Problem to work on:
Copy word for word the lines from the start of the records through the line that contains "use serde::Serialize;", both included.

** Dataset follows **

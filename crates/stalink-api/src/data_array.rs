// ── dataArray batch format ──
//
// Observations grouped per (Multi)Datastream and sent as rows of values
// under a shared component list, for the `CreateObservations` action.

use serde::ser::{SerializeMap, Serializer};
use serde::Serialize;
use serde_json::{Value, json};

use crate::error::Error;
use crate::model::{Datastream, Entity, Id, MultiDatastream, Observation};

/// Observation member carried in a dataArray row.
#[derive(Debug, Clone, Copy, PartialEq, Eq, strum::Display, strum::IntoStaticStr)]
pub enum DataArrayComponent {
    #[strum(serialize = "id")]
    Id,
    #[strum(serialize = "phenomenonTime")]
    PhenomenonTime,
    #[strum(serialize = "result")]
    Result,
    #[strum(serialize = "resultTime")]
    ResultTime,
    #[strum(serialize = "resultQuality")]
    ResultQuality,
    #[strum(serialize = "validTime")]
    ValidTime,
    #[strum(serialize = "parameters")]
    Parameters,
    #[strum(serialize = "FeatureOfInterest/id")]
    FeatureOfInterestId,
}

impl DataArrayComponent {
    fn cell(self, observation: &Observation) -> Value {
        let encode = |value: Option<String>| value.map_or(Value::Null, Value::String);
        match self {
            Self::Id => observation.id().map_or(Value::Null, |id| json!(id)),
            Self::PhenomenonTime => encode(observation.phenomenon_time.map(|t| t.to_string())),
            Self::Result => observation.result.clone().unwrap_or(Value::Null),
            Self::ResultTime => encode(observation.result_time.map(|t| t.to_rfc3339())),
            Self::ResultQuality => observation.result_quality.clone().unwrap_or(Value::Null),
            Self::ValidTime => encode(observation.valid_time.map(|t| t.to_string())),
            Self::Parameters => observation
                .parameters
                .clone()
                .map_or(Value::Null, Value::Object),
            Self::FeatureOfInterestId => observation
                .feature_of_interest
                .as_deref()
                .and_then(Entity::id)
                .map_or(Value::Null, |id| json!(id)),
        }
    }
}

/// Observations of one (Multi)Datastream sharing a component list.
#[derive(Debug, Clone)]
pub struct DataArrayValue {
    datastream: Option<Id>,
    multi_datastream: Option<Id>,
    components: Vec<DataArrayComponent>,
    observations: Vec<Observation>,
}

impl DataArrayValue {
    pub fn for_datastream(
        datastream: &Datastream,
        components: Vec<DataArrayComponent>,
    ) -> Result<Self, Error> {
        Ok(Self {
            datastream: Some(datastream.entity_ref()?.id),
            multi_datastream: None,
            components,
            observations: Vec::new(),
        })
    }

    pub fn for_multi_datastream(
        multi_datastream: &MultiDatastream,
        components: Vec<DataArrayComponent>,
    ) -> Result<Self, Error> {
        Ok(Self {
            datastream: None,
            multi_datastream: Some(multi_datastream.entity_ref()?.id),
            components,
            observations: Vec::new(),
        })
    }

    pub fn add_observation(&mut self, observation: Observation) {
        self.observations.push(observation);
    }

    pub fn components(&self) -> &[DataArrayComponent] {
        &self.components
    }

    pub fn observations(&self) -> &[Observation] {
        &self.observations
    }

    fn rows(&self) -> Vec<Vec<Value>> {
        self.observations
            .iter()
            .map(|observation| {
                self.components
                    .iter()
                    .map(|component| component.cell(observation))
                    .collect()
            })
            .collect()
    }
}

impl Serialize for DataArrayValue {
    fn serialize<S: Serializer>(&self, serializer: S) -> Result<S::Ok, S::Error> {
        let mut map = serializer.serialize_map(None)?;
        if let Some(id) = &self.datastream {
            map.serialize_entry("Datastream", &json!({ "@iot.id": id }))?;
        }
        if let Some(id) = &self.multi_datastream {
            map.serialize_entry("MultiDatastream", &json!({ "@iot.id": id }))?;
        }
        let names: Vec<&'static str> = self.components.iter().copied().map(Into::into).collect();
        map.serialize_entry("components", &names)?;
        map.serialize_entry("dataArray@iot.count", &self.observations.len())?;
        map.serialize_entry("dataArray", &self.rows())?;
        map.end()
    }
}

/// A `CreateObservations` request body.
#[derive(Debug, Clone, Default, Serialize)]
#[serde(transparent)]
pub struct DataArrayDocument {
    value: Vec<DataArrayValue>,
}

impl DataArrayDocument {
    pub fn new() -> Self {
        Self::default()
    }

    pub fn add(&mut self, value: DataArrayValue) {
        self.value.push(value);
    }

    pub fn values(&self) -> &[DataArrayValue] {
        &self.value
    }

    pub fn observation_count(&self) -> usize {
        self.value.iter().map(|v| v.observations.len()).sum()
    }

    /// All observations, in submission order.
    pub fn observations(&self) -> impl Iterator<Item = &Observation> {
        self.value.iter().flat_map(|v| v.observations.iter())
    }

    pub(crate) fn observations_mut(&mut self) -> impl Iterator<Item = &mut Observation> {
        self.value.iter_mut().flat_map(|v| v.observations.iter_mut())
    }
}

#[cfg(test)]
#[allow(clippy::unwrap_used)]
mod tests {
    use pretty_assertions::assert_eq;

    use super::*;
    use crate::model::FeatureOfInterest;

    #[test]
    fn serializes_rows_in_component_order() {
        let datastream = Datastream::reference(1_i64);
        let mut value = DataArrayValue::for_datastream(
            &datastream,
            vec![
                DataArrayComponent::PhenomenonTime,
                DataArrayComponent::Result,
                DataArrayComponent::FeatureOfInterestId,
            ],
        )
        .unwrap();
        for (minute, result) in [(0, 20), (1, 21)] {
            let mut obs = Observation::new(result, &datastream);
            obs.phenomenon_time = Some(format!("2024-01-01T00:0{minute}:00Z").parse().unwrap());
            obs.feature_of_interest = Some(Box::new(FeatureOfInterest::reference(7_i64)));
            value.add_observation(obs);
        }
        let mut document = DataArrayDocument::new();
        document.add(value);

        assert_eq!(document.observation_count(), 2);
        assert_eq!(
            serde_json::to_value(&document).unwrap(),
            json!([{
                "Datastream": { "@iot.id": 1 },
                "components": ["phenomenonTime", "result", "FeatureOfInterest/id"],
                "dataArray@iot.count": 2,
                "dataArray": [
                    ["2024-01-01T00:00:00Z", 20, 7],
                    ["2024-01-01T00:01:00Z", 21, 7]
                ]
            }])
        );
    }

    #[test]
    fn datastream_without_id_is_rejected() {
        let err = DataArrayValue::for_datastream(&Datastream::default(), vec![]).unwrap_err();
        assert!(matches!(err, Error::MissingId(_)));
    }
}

** End of Dataset **

Exercise solution:
filename crates/stalink-api/src/data_array.rs
// ── dataArray batch format ──
//
// Observations grouped per (Multi)Datastream and sent as rows of values
// under a shared component list, for the `CreateObservations` action.

use serde::ser::{SerializeMap, Serializer};
use serde::Serialize;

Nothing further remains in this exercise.